Serum samples were initially titrated to determine the optimal dilution for testing each antibody isotype and subclass. The optimal dilutions used here were 1/10 for detecting total IgE, Der p 1–specific IgE, and OVA-specific IgE and 1/20,000, 1/40,000, and 1/250 for detecting Der p 1–specific IgG, IgG1, and IgG2b, respectively. Total IgE was detected by a sandwich ELISA using one monoclonal anti–mouse IgE (clone R35-72; PharMingen) as capture antibody and a second biotinylated monoclonal anti–mouse IgE (clone R35-118; PharMingen) as a detection antibody. Der p 1–specific IgE, OVA-specific IgE (measured using samples that have been depleted of IgG on a protein G column [Pharmacia]), and Der p 1–specific IgG, IgG1, and IgG2b were detected on microtiter plates coated with a 4 μg/ml solution of either Der p 1 or OVA and developed with biotinylated (for IgE clone R35-118 and IgG1 clone A85-1 [PharMingen] and for IgG2b clone AB275 [The Binding Site]) or alkaline phosphatase–conjugated isotype-specific antibodies (for IgG; Sigma Chemical Co.). Alkaline phosphatase–conjugated Extravidine (Sigma Chemical Co.) was used in conjunction with biotinylated antibodies. Unpaired Student's t test was used to compare levels of antibody responses between the different immunization groups; P < 0.05 was considered significant.
Results and Discussion
Der p 1 is a 25-kD cysteine protease whose structure has been modeled 7 on the crystal structure of papain, with which it shows considerable sequence similarities, most notably for residues involved in the enzyme active site 8. The proteolytic activity of Der p 1 can be inhibited by E-64, the class-specific inhibitor of microbial origin 9. This inhibition is brought about when cysteine within the Der p 1 active site forms a thioether covalent bond with the epoxy group of E-64. This is an irreversible process that does not lead to significant structural changes, as evidenced by crystallographic studies of a papain–E-64 complex 10.

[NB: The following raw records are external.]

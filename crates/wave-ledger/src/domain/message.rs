//! Wave message validation.

use super::errors::InvalidMessageReason;

/// Accepts non-blank messages of at most `max_len` characters.
pub fn validate_message(message: &str, max_len: usize) -> Result<(), InvalidMessageReason> {
    if message.trim().is_empty() {
        return Err(InvalidMessageReason::Empty);
    }
    let len = message.chars().count();
    if len > max_len {
        return Err(InvalidMessageReason::TooLong { len, max: max_len });
    }
    Ok(())
}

We have purified Der p 1 from fecal pellets using a multistep procedure and confirmed its purity by NH2-terminal sequencing, SDS-PAGE analysis, and demonstration that enzymatic activity was completely dependent on preactivation with cysteine and inhibited by E-64 and iodoacetamide (Fig. 1). We have recently shown that Der p 1 selectively cleaves human CD25 from the surfaces of peripheral blood T cells 4. Here we demonstrate that Der p 1 also selectively cleaves CD25 from cultured mouse spleen T cells (Fig. 2), which is not surprising given the high degree of sequence homology that exists between human 11 and mouse 12 CD25. This observation has therefore provided the justification for using this animal species for testing our hypothesis, namely that the proteolytic activity of Der p 1 is a major contributor to its allergenicity.
Figure 1.
Assessment of the purity of the Der p 1 preparation. NH2-terminal sequencing showed that the sequence obtained (TNACSINGNA) matches the published sequence of Der p 1 8. (a) Silver-stained SDS-PAGE analysis showing crude extract of fecal pellets (lane 1), fraction obtained after immunoaffinity chromatography on immobilized anti–Der p 1 mAb 4C1 followed by removal of contaminating serine proteases on immobilized soybean trypsin inhibitor (lane 2), and the final product after FPLC (lane 3). Molecular mass standards are indicated at left. (b) Progression curves of the catalytic activity of Der p 1, measured in a continuous rate (kinetic) assay using the fluorogenic peptide substrate Boc-Gln-Ala-Arg-AMC 6, with or without preactivation with cysteine. (c) The addition of E-64 and iodoacetamide results in 100 and 94% inhibition of the enzymatic activity of Der p 1, respectively. Data presented in b and c are the means of duplicate experiments; SE was <5%.
Figure 2.
Proteolytically active Der p 1 (10 μg/ml) cleaves mouse CD25, but not CD3, CD4, or CD8, from spleen T cells as monitored by flow cytometry (a); cleavage of CD25 is dose dependent (b). No such effect was demonstrable when Der p 1 was inactivated by E-64. Data presented are the means of duplicate experiments; SE was <5%.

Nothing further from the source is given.